Handling Token Expiry
Saved auth states expire when session cookies expire or tokens rotate. Handle this gracefully:
// global-setup.ts
import { chromium } from '@playwright/test';
import fs from 'fs';
const AUTH_FILE = 'playwright/.auth/user.json';
async function globalSetup() {
// Check if saved state is recent enough (less than 1 hour old)

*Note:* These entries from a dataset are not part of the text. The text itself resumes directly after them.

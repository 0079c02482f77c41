use derive_more::Display;
use serde::{Deserialize, Serialize};
use serde_with::{serde_as, DisplayFromStr, PickFirst};

use crate::phase0::primitives::{Epoch, Gwei, Slot, ValidatorIndex, Version, H256};

// Numbers are serialized as strings to match the Eth Beacon Node API.
// Deserialization accepts both strings and native integers.

#[serde_as]
#[derive(Clone, Copy, PartialEq, Eq, Default, Debug, Deserialize, Serialize)]
#[serde(deny_unknown_fields)]
pub struct AttestationData {
    #[serde_as(as = "PickFirst<(DisplayFromStr, _)>")]
    pub slot: Slot,
    #[serde_as(as = "PickFirst<(DisplayFromStr, _)>")]
    pub index: u64,
    pub beacon_block_root: H256,
    pub source: Checkpoint,
    pub target: Checkpoint,
}

#[serde_as]
#[derive(Clone, Copy, PartialEq, Eq, Default, Debug, Deserialize, Serialize)]
#[serde(deny_unknown_fields)]
pub struct BeaconBlockHeader {
    #[serde_as(as = "PickFirst<(DisplayFromStr, _)>")]
    pub slot: Slot,
    pub parent_root: H256,
    pub state_root: H256,
    pub body_root: H256,
}

/// Checkpoints are equal only if both fields are equal.
/// Whether one checkpoint is newer than another is decided by `epoch` alone.
#[serde_as]
#[derive(Clone, Copy, PartialEq, Eq, Hash, Default, Debug, Display, Deserialize, Serialize)]
#[display("{epoch}/{root:?}")]
#[serde(deny_unknown_fields)]
pub struct Checkpoint {
    #[serde_as(as = "PickFirst<(DisplayFromStr, _)>")]
    pub epoch: Epoch,
    pub root: H256,
}

#[serde_as]
#[derive(Clone, Copy, PartialEq, Eq, Default, Debug, Deserialize, Serialize)]
#[serde(deny_unknown_fields)]
pub struct Fork {
    pub previous_version: Version,
    pub current_version: Version,
    #[serde_as(as = "PickFirst<(DisplayFromStr, _)>")]
    pub epoch: Epoch,
}

// Signatures are not verified by the fork choice store, so the signature field is left out.
#[serde_as]
#[derive(Clone, PartialEq, Eq, Default, Debug, Deserialize, Serialize)]
#[serde(deny_unknown_fields)]
pub struct IndexedAttestation {
    #[serde_as(as = "Vec<PickFirst<(DisplayFromStr, _)>>")]
    pub attesting_indices: Vec<ValidatorIndex>,
    pub data: AttestationData,
}

#[serde_as]
#[derive(Clone, Copy, PartialEq, Eq, Default, Debug, Deserialize, Serialize)]
#[serde(deny_unknown_fields)]
pub struct Validator {
    pub withdrawal_credentials: H256,
    #[serde_as(as = "PickFirst<(DisplayFromStr, _)>")]
    pub effective_balance: Gwei,
    pub slashed: bool,
    #[serde_as(as = "PickFirst<(DisplayFromStr, _)>")]
    pub activation_eligibility_epoch: Epoch,
    #[serde_as(as = "PickFirst<(DisplayFromStr, _)>")]
    pub activation_epoch: Epoch,
    #[serde_as(as = "PickFirst<(DisplayFromStr, _)>")]
    pub exit_epoch: Epoch,
    #[serde_as(as = "PickFirst<(DisplayFromStr, _)>")]
    pub withdrawable_epoch: Epoch,
}
use derivative::Derivative;
use types::config::Config as ChainConfig;

#[derive(Clone, Copy, Debug, Derivative)]
#[derivative(Default)]
pub struct StoreConfig {
    /// Cached checkpoint states beyond this are evicted starting from the lowest epoch.
    #[derivative(Default(value = "256"))]
    pub max_checkpoint_states: usize,
    #[derivative(Default(value = "128"))]
    pub unfinalized_states_in_memory: u64,
}

impl StoreConfig {
    #[must_use]
    pub const fn minimal(chain_config: &ChainConfig) -> Self {
        let minimum = Self::min_unfinalized_states_in_memory(chain_config);

        Self {
            max_checkpoint_states: 8,
            unfinalized_states_in_memory: minimum,
        }
    }

    #[must_use]
    pub const fn min_unfinalized_states_in_memory(chain_config: &ChainConfig) -> u64 {
        // Blocks older than 2 epochs should rarely be needed in well-behaved networks.
        chain_config.slots_per_epoch.get().saturating_mul(2)
    }
}

#[cfg(test)]
mod tests {
    use super::*;

    #[test]
    fn minimal_keeps_two_epochs_of_states() {
        let store_config = StoreConfig::minimal(&ChainConfig::minimal());

        assert_eq!(store_config.unfinalized_states_in_memory, 16);
        assert_eq!(StoreConfig::default().max_checkpoint_states, 256);
    }
}
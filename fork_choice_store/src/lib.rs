//! Implementation of [Beacon Chain Fork Choice].
//!
//! The [`Store`] tracks every unfinalized block in a tree of [`ForkNode`]s rooted at the
//! finalized block. Each node stores the attesting balance of its whole subtree, so LMD GHOST
//! only has to compare siblings on the way down from the justified block.
//!
//! Votes are kept in a [`VoteAccumulator`] as one latest message per validator.
//! Whenever a message or the justified balances change, the accumulator produces signed
//! differences per block root, which the store then adds to the affected node and all of its
//! ancestors.
//!
//! Headers and post-states live in a [`BlockGraph`]. States of checkpoints are derived from them
//! on demand and cached until finalization makes them irrelevant.
//!
//! Finalization prunes the checkpoint state cache first, then the fork node tree, then the block
//! graph. After that no fork node is at or before the first slot of the finalized epoch and no
//! cached checkpoint state is from the finalized epoch or earlier.
//!
//! Signatures are not verified here. Blocks must be processed by an executor before they are
//! passed to [`Store::on_block`].
//!
//! Notes on nomenclature:
//! - Pruning means removing blocks that can no longer become canonical.
//! - Unloading means removing states that can be recreated through state transitions.
//!
//! [`BlockGraph`]: block_graph::BlockGraph
//!
//! [Beacon Chain Fork Choice]: https://github.com/ethereum/consensus-specs/blob/v1.3.0/specs/phase0/fork-choice.md

pub use crate::{
    checkpoint_state::CheckpointState,
    error::Error,
    misc::{
        AttestationOrigin, ChainLink, CheckpointPair, CheckpointUpdate, Difference, ForkNode,
        LatestMessage,
    },
    store::Store,
    store_config::StoreConfig,
    votes::VoteAccumulator,
};

mod checkpoint_state;
mod error;
mod misc;
mod store;
mod store_config;
mod votes;
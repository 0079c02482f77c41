use crate::phase0::primitives::{Epoch, Slot};

pub const FAR_FUTURE_EPOCH: Epoch = Epoch::MAX;
pub const GENESIS_EPOCH: Epoch = 0;
pub const GENESIS_SLOT: Slot = 0;
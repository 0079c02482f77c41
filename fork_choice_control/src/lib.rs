//! Thread-safe access to the fork choice store.
//!
//! [`Controller`] owns the [`Store`] behind a single read-write lock.
//! Mutations take the lock exclusively. Queries share it.
//! Checkpoint states are advanced outside the lock so that long slot processing
//! does not block queries or other mutations.
//!
//! [`Store`]: fork_choice_store::Store

pub use crate::{controller::Controller, misc::ForkChoiceDump};

mod controller;
mod misc;
mod queries;
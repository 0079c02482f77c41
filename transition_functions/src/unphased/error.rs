use thiserror::Error;
use types::phase0::primitives::{Slot, H256};

#[derive(Debug, Error)]
pub enum Error {
    #[error("block slot {block_slot} does not match state slot {state_slot}")]
    BlockSlotMismatch { state_slot: Slot, block_slot: Slot },
    #[error("block parent root {in_block:?} does not match latest block root {in_state:?}")]
    ParentRootMismatch { in_state: H256, in_block: H256 },
    #[error("target slot {target} is not later than state slot {current}")]
    SlotNotLater { current: Slot, target: Slot },
}
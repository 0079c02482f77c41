use thiserror::Error;
use types::phase0::primitives::H256;

#[derive(Debug, Error)]
pub enum Error {
    #[error("block is already in the graph: {root:?}")]
    DuplicateBlock { root: H256 },
    #[error("block or state not found: {root:?}")]
    NotFound { root: H256 },
    #[error("parent of block {root:?} is not in the graph: {parent_root:?}")]
    UnknownParent { root: H256, parent_root: H256 },
}
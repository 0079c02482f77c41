use types::{
    config::Config,
    phase0::{
        beacon_state::BeaconState,
        primitives::{Epoch, Gwei, H256},
    },
};

use crate::{misc, predicates};

#[must_use]
pub const fn get_current_epoch(config: &Config, state: &BeaconState) -> Epoch {
    misc::compute_epoch_at_slot(config, state.slot)
}

// `BeaconState.randao_mixes` may be shorter than `EPOCHS_PER_HISTORICAL_VECTOR` in test states.
#[must_use]
pub fn get_randao_mix(config: &Config, state: &BeaconState, epoch: Epoch) -> H256 {
    let length = config
        .epochs_per_historical_vector
        .get()
        .min(state.randao_mixes.len() as u64);

    if length == 0 {
        return H256::zero();
    }

    usize::try_from(epoch % length)
        .ok()
        .and_then(|index| state.randao_mixes.get(index))
        .copied()
        .unwrap_or_default()
}

/// Effective balances of validators that are active and unslashed in the state's current epoch.
/// Inactive or slashed validators get a balance of 0 so that indices stay aligned.
#[must_use]
pub fn get_active_balances(config: &Config, state: &BeaconState) -> Vec<Gwei> {
    let epoch = get_current_epoch(config, state);

    state
        .validators
        .iter()
        .map(|validator| {
            if predicates::is_active_validator(validator, epoch) && !validator.slashed {
                validator.effective_balance
            } else {
                0
            }
        })
        .collect()
}

#[must_use]
pub fn get_total_active_balance(config: &Config, state: &BeaconState) -> Gwei {
    let epoch = get_current_epoch(config, state);

    state
        .validators
        .iter()
        .filter(|validator| predicates::is_active_validator(validator, epoch))
        .map(|validator| validator.effective_balance)
        .fold(0, Gwei::saturating_add)
}

#[cfg(test)]
mod tests {
    use im::vector;
    use types::phase0::{consts::FAR_FUTURE_EPOCH, containers::Validator};

    use super::*;

    fn validator(effective_balance: Gwei, activation_epoch: Epoch, exit_epoch: Epoch) -> Validator {
        Validator {
            effective_balance,
            activation_epoch,
            exit_epoch,
            withdrawable_epoch: FAR_FUTURE_EPOCH,
            ..Validator::default()
        }
    }

    #[test]
    fn active_balances_zero_out_inactive_and_slashed_validators() {
        let config = Config::minimal();

        let state = BeaconState {
            slot: 16,
            validators: vector![
                validator(10, 0, FAR_FUTURE_EPOCH),
                validator(20, 3, FAR_FUTURE_EPOCH),
                validator(30, 0, 2),
                Validator {
                    slashed: true,
                    ..validator(40, 0, FAR_FUTURE_EPOCH)
                },
            ],
            ..BeaconState::default()
        };

        assert_eq!(get_active_balances(&config, &state), [10, 0, 0, 0]);
        assert_eq!(get_total_active_balance(&config, &state), 50);
    }

    #[test]
    fn randao_mix_wraps_around_available_mixes() {
        let config = Config::minimal();

        let state = BeaconState {
            randao_mixes: vector![H256::repeat_byte(1), H256::repeat_byte(2)],
            ..BeaconState::default()
        };

        assert_eq!(get_randao_mix(&config, &state, 3), H256::repeat_byte(2));
        assert_eq!(get_randao_mix(&config, &BeaconState::default(), 3), H256::zero());
    }
}
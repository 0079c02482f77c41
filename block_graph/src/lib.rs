pub use crate::{block_graph::BlockGraph, error::Error};

mod block_graph;
mod error;
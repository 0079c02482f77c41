use im::Vector;

use crate::phase0::{
    containers::{BeaconBlockHeader, Checkpoint, Fork, Validator},
    primitives::{Slot, UnixSeconds, H256},
};

/// The parts of a beacon state the fork choice store and the slot processor read or write.
///
/// Collections are persistent so that regenerating and advancing states only copies what changes.
#[derive(Clone, PartialEq, Eq, Default, Debug)]
pub struct BeaconState {
    pub genesis_time: UnixSeconds,
    pub genesis_validators_root: H256,
    pub slot: Slot,
    pub fork: Fork,
    pub latest_block_header: BeaconBlockHeader,
    pub validators: Vector<Validator>,
    pub randao_mixes: Vector<H256>,
    pub previous_justified_checkpoint: Checkpoint,
    pub current_justified_checkpoint: Checkpoint,
    pub finalized_checkpoint: Checkpoint,
}
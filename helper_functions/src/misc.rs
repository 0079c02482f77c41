use core::ops::Range;

use types::{
    config::Config,
    phase0::primitives::{Epoch, Slot},
};

#[must_use]
pub const fn compute_epoch_at_slot(config: &Config, slot: Slot) -> Epoch {
    slot / config.slots_per_epoch.get()
}

#[must_use]
pub const fn compute_start_slot_at_epoch(config: &Config, epoch: Epoch) -> Slot {
    epoch.saturating_mul(config.slots_per_epoch.get())
}

#[must_use]
pub const fn is_epoch_start(config: &Config, slot: Slot) -> bool {
    slots_since_epoch_start(config, slot) == 0
}

// <https://github.com/ethereum/consensus-specs/blob/v1.3.0/specs/phase0/fork-choice.md#compute_slots_since_epoch_start>
#[must_use]
pub const fn slots_since_epoch_start(config: &Config, slot: Slot) -> u64 {
    slot % config.slots_per_epoch.get()
}

#[must_use]
pub const fn slots_in_epoch(config: &Config, epoch: Epoch) -> Range<Slot> {
    compute_start_slot_at_epoch(config, epoch)..compute_start_slot_at_epoch(config, epoch + 1)
}

#[cfg(test)]
mod tests {
    use test_case::test_case;

    use super::*;

    #[test_case(0 => 0)]
    #[test_case(7 => 0)]
    #[test_case(8 => 1)]
    #[test_case(9 => 1)]
    fn epoch_at_slot_with_minimal_config(slot: Slot) -> Epoch {
        compute_epoch_at_slot(&Config::minimal(), slot)
    }

    #[test]
    fn start_slot_at_epoch() {
        assert_eq!(compute_start_slot_at_epoch(&Config::minimal(), 1), 8);
        assert_eq!(compute_start_slot_at_epoch(&Config::mainnet(), 5), 160);
    }

    #[test]
    fn start_slot_at_epoch_saturates() {
        assert_eq!(
            compute_start_slot_at_epoch(&Config::mainnet(), Epoch::MAX),
            Slot::MAX,
        );
    }

    #[test]
    fn epoch_start_detection() {
        let config = Config::mainnet();

        assert!(is_epoch_start(&config, 0));
        assert!(is_epoch_start(&config, 160));
        assert!(!is_epoch_start(&config, 150));
        assert_eq!(slots_since_epoch_start(&config, 150), 22);
        assert_eq!(slots_in_epoch(&config, 4), 128..160);
    }
}
use core::mem;
use std::{collections::HashMap, sync::Arc};

use anyhow::{bail, ensure, Context as _, Result};
use block_graph::BlockGraph;
use hash_hasher::{HashedMap, HashedSet};
use helper_functions::misc;
use itertools::Itertools as _;
use log::{debug, error, info, warn};
use transition_functions::StateTransition;
use types::{
    config::Config,
    phase0::{
        beacon_state::BeaconState,
        containers::{AttestationData, BeaconBlockHeader, Checkpoint, IndexedAttestation},
        primitives::{Epoch, Gwei, Slot, UnixSeconds, ValidatorIndex, H256},
    },
};

use crate::{
    checkpoint_state::CheckpointState,
    error::Error,
    misc::{
        AttestationOrigin, ChainLink, CheckpointPair, CheckpointUpdate, Difference, ForkNode,
    },
    store_config::StoreConfig,
    votes::{self, VoteAccumulator},
};

/// [`Store`](https://github.com/ethereum/consensus-specs/blob/v1.3.0/specs/phase0/fork-choice.md#store)
///
/// Owns the [`BlockGraph`], the fork node tree, the checkpoint state cache and the votes.
/// All of them are pruned together when the finalized checkpoint advances.
pub struct Store {
    chain_config: Arc<Config>,
    store_config: StoreConfig,
    transition: Arc<dyn StateTransition>,
    time: UnixSeconds,
    genesis_time: UnixSeconds,
    realized: CheckpointPair,
    unrealized: CheckpointPair,
    checkpoint_states: HashMap<Checkpoint, Arc<CheckpointState>>,
    fork_nodes: HashedMap<H256, ForkNode>,
    head_set: HashedSet<H256>,
    votes: VoteAccumulator,
    // Attestations from the current slot. They may only affect the fork choice of later slots.
    delayed_attestations: Vec<IndexedAttestation>,
    block_graph: BlockGraph,
}
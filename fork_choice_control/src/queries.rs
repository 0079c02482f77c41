use anyhow::Result;
use fork_choice_store::ForkNode;
use itertools::Itertools as _;
use static_assertions::assert_impl_all;
use types::phase0::{
    containers::Checkpoint,
    primitives::{Epoch, Gwei, Slot, H256},
};

use crate::{controller::Controller, misc::ForkChoiceDump};

impl Controller {
    #[must_use]
    pub fn slot(&self) -> Slot {
        self.store().slot()
    }

    #[must_use]
    pub fn current_epoch(&self) -> Epoch {
        self.store().current_epoch()
    }

    pub fn head(&self) -> Result<(H256, Slot)> {
        self.store().head()
    }

    #[must_use]
    pub fn ancestor(&self, root: H256, slot: Slot) -> H256 {
        self.store().ancestor(root, slot)
    }

    #[must_use]
    pub fn justified_checkpoint(&self) -> Checkpoint {
        self.store().justified_checkpoint()
    }

    #[must_use]
    pub fn finalized_checkpoint(&self) -> Checkpoint {
        self.store().finalized_checkpoint()
    }

    #[must_use]
    pub fn unrealized_justified_checkpoint(&self) -> Checkpoint {
        self.store().unrealized_justified_checkpoint()
    }

    #[must_use]
    pub fn unrealized_finalized_checkpoint(&self) -> Checkpoint {
        self.store().unrealized_finalized_checkpoint()
    }

    #[must_use]
    pub fn weight(&self, block_root: H256) -> Option<Gwei> {
        self.store().weight(block_root)
    }

    #[must_use]
    pub fn contains_block(&self, block_root: H256) -> bool {
        self.store().contains_block(block_root)
    }

    /// Returns copies of all fork nodes ordered by slot and root.
    #[must_use]
    pub fn fork_nodes(&self) -> Vec<ForkNode> {
        self.store()
            .fork_nodes()
            .values()
            .cloned()
            .sorted_by_key(|node| (node.slot, node.block_root))
            .collect()
    }

    #[must_use]
    pub fn head_set(&self) -> Vec<H256> {
        self.store().head_set().iter().copied().sorted().collect()
    }

    #[must_use]
    pub fn fork_choice_dump(&self) -> ForkChoiceDump {
        let store = self.store();

        let fork_choice_nodes = store
            .fork_nodes()
            .values()
            .cloned()
            .sorted_by_key(|node| (node.slot, node.block_root))
            .collect();

        ForkChoiceDump {
            justified_checkpoint: store.justified_checkpoint(),
            finalized_checkpoint: store.finalized_checkpoint(),
            fork_choice_nodes,
        }
    }

    #[must_use]
    pub fn cached_checkpoints(&self) -> Vec<Checkpoint> {
        self.store()
            .cached_checkpoints()
            .sorted_by_key(|checkpoint| (checkpoint.epoch, checkpoint.root))
            .collect()
    }
}

assert_impl_all!(Controller: Send, Sync);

if (fs.existsSync(AUTH_FILE)) {
const stat = fs.statSync(AUTH_FILE);
const ageMs = Date.now() - stat.mtimeMs;
if (ageMs < 60 * 60 * 1000) {
console.log('Using cached auth state');
return; // Skip login, reuse cached state
}
}
const browser = await chromium.launch();
const page = await browser.newPage();
await page.goto('https://your-app.com/login');
await page.fill('[name="email"]', process.env.TEST_USER_EMAIL!);
await page.fill('[name="password"]', process.env.TEST_USER_PASSWORD!);
await page.click('[type="submit"]');
await page.waitForURL('**/dashboard');
await page.context().storageState({ path: AUTH_FILE });
await browser.close();
}
export default globalSetup;For apps with very short-lived tokens, you may need to refresh tokens rather than re-login. Check your app's token refresh endpoint and call it directly via the API.
Testing Auth Itself
One test in your suite should still test the actual login flow — don't mock or skip the auth UI entirely:
// auth.spec.ts — explicitly does NOT use saved state
import { test, expect } from '@playwright/test';
test.use({ storageState: { cookies: [], origins: [] } }); // Empty state
test('successful login redirects to dashboard', async ({ page }) => {
await page.goto('/login');
await page.fill('[name="email"]', process.env.TEST_USER_EMAIL!);
await page.fill('[name="password"]', process.env.TEST_USER_PASSWORD!);
await page.click('[type="submit"]');
await expect(page).toHaveURL(/dashboard/);
});
test('invalid credentials show error message', async ({ page }) => {
await page.goto('/login');
await page.fill('[name="email"]', 'wrong@example.com');
await page.fill('[name="password"]', 'wrongpassword');
await page.click('[type="submit"]');
await expect(page.locator('[data-testid="login-error"]')).toContainText('Invalid credentials');
});These tests run against a fresh browser with no saved state, ensuring the login flow itself stays tested.
CI/CD Considerations
Don't commit auth state files. They contain live session tokens. Add them to .gitignore:
playwright/.auth/Regenerate in CI every run. The global setup runs before tests in CI, generating fresh auth state on every pipeline run. This is fast — login takes 2–5 seconds — and avoids stale state issues.
Use environment variables for credentials. Never hardcode test user credentials. Store them as CI secrets and inject via environment variables.
Store in CI artifacts if rerunning failed tests. If your CI runs multiple retries or split test shards, save the auth state as an artifact shared across workers.
Measuring the Impact
Before and after implementing auth state reuse, measure your suite's total runtime. For a 100-test suite where each test previously spent 3 seconds on login:
- Before: 300 seconds of login time (5 minutes pure overhead)
- After: 3 seconds for one global setup login
- Savings: ~297 seconds (nearly 5 minutes)
For larger suites the gains compound. Auth state reuse is one of the highest-impact optimizations available with zero change to your actual test logic.
Playwright's storage state API is a small configuration change with dramatic results. Set it up once, and every test in your suite gets instant authenticated sessions — no repeated logins, no extra flakiness, no wasted time.